Morning Report
November 28, 2024
“Volatility was particularly elevated yesterday, with several in the G10 moving by 1% or more despite few high-impact pieces of data. Low liquidity in the US during Thanksgiving provides an environment for that to continue as the market looks to eurozone inflation data.”
Tim Hallinan – Trading Director
USD
The dollar index fell 0.8% yesterday as it continues the patrial retracement of its 7% autumn rally. Some notable winners included the yen (+1.3%), linked to rising bets on a December hike; NZD (+1.0%), as a 50bp cut led to the pricing out of the risk for 75bps; and the euro (+0.7%), which was boosted by some hawkish commentary from the ECB’s Schnabel. On top of the broad idiosyncratic currency drivers, an uptick in the implied probability for a Fed December rate cut this week to 62% has shrunk its rate advantage across the board.
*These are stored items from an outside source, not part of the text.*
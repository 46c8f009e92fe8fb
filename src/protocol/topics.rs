// SPDX-License-Identifier: MPL-2.0
// This Source Code Form is subject to the terms of the Mozilla Public
// License, v. 2.0. If a copy of the MPL was not distributed with this
// file, You can obtain one at https://mozilla.org/MPL/2.0/.

//! MQTT topic resolution for a single shutter.

use crate::config::AccessoryConfig;
use crate::error::ProtocolError;

use super::Transport;

/// The MQTT topics and JSON key used for one shutter.
///
/// Derived from the Tasmota device topic and shutter index, each value can
/// be overridden individually in the configuration:
///
/// - result: `stat/<topic>/RESULT`
/// - telemetry: `tele/<topic>/SENSOR`
/// - command: `cmnd/<topic>/ShutterPosition<index>`
/// - shutter name: `Shutter<index>`
///
/// # Examples
///
/// ```
/// use tasmota_blinds::protocol::ShutterTopics;
///
/// let topics = ShutterTopics::derive("Office", "1");
/// assert_eq!(topics.result(), "stat/Office/RESULT");
/// assert_eq!(topics.command(), "cmnd/Office/ShutterPosition1");
/// assert_eq!(topics.telemetry(), "tele/Office/SENSOR");
/// assert_eq!(topics.shutter_name(), "Shutter1");
/// ```
#[derive(Debug, Clone, PartialEq, Eq)]
pub struct ShutterTopics {
    result: String,
    telemetry: String,
    command: String,
    shutter_name: String,
}

impl ShutterTopics {
    /// Derives all topics from a device topic and shutter index.
    #[must_use]
    pub fn derive(device_topic: &str, shutter_index: &str) -> Self {
        Self {
            result: format!("stat/{device_topic}/RESULT"),
            telemetry: format!("tele/{device_topic}/SENSOR"),
            command: format!("cmnd/{device_topic}/ShutterPosition{shutter_index}"),
            shutter_name: format!("Shutter{shutter_index}"),
        }
    }

    /// Resolves the topics for a configuration, honouring overrides.
    #[must_use]
    pub fn resolve(config: &AccessoryConfig) -> Self {
        let derived = Self::derive(
            config.device_topic().unwrap_or_default(),
            config.shutter_index(),
        );

        let pick = |over: Option<&str>, derived: String| over.map_or(derived, str::to_string);

        Self {
            result: pick(config.result_topic_override(), derived.result),
            telemetry: pick(config.tele_topic_override(), derived.telemetry),
            command: pick(config.command_topic_override(), derived.command),
            shutter_name: pick(config.shutter_name_override(), derived.shutter_name),
        }
    }

    /// Topic carrying command results (`stat/<topic>/RESULT`).
    #[must_use]
    pub fn result(&self) -> &str {
        &self.result
    }

    /// Topic carrying periodic sensor snapshots (`tele/<topic>/SENSOR`).
    #[must_use]
    pub fn telemetry(&self) -> &str {
        &self.telemetry
    }

    /// Topic receiving target position commands.
    #[must_use]
    pub fn command(&self) -> &str {
        &self.command
    }

    /// JSON key of this shutter inside result and telemetry payloads.
    #[must_use]
    pub fn shutter_name(&self) -> &str {
        &self.shutter_name
    }

    /// Returns the topic filters to subscribe to.
    #[must_use]
    pub fn inbound(&self) -> [&str; 2] {
        [&self.result, &self.telemetry]
    }

    /// Returns `true` if messages on `topic` carry shutter reports.
    ///
    /// Overridden result or telemetry topics may be filters with `+` or `#`
    /// wildcards; a delivered topic counts as inbound when it matches one.
    #[must_use]
    pub fn is_inbound(&self, topic: &str) -> bool {
        self.inbound()
            .into_iter()
            .any(|filter| filter_matches(topic, filter))
    }

    /// Queues subscriptions to the result and telemetry topics.
    ///
    /// # Errors
    ///
    /// Returns `ProtocolError` if the transport refuses a subscription.
    pub fn subscribe<T: Transport + ?Sized>(&self, transport: &T) -> Result<(), ProtocolError> {
        for filter in self.inbound() {
            transport.subscribe(filter)?;
        }
        Ok(())
    }
}

#[cfg(feature = "mqtt")]
fn filter_matches(topic: &str, filter: &str) -> bool {
    rumqttc::matches(topic, filter)
}

#[cfg(not(feature = "mqtt"))]
fn filter_matches(topic: &str, filter: &str) -> bool {
    topic == filter
}
// SPDX-License-Identifier: MPL-2.0
// This Source Code Form is subject to the terms of the Mozilla Public
// License, v. 2.0. If a copy of the MPL was not distributed with this
// file, You can obtain one at https://mozilla.org/MPL/2.0/.

//! Value types for shutter control.
//!
//! Each type ensures values are within their valid ranges at construction
//! time, so an invalid value never reaches the accessory host.
//!
//! # Types
//!
//! - [`Position`] - Shutter opening (0-100%)
//! - [`PositionState`] - Movement state (decreasing, increasing, stopped)

mod position;
mod position_state;

pub use position::Position;
pub use position_state::PositionState;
MXN and CAD are outperforming this morning after Trump applauded a ‘wonderful conversation’ with President Claudia Sheinbaum in a Truth Social post overnight, in which he said that they would be ‘effectively closing our southern border’. That lent some extra support to the conclusion that the 25% tariffs were merely a starting point for dealmaking. US traders are at home celebrating Thanksgiving and many are taking a long weekend – while there is no data out today, thin liquidity conditions may amplify moves in response to the data in Europe.
GBP
Sterling rose nearly 1% as it caught a bid from a corrective move in the dollar yesterday. GBP/USD attempted to hit the 1.27 handle, but the momentum has tailed off this morning. Bank of England expectations have been remarkably stable recently, with rates expected to hold steady in December and only move down to the 4.00% mark by the end of 2025. Market-moving UK data does not come until next week, so for now sterling is at the mercy of holiday trading in the US and inflation data in the eurozone.
EUR
The focus for the euro over the next couple of days is on the final round of inflation data ahead of next month’s ECB decision. Schnabel’s outlying call for gradual rate cuts yesterday helped to catapult EUR/USD 0.7% higher and trimmed the implied probability of a 50bp move in December to just 17%, down from 50% earlier in the week. The consensus is for a broad uptick in CPI inflation across the bloc in November, with a drop in energy prices from this time this year set to exaggerate price growth in this month’s headline figure. Spanish CPI accelerated from 1.8% to 2.4% as expected this morning and the German data is expected to rise to 2.6% early this afternoon, ahead of the French and bloc-wide figures tomorrow morning. Policymakers will look through the hotter headline data, and eyes will be on the core inflation measure for the eurozone instead, which is unhelpfully estimated to rise from 2.7% to 2.8%. In other news, there is a growing focus in rates markets on French debt sustainability, where yields have risen to match those of Greece for the first time. The budget vote comes next week, and Le Pen has described the current proposal as ‘bad, unjust and violent’, owing to the €60bn in savings that Barnier is looking for.
Markets
US stocks suffered yesterday in the final full trading day of November ahead of the Thanksgiving holiday – the S&P 500 dropped 0.4% and the Nasdaq fell 0.9%. The market is shut today, and liquidity will be thin in a shortened day tomorrow. In Europe, the Stoxx 50 slipped another 0.6%.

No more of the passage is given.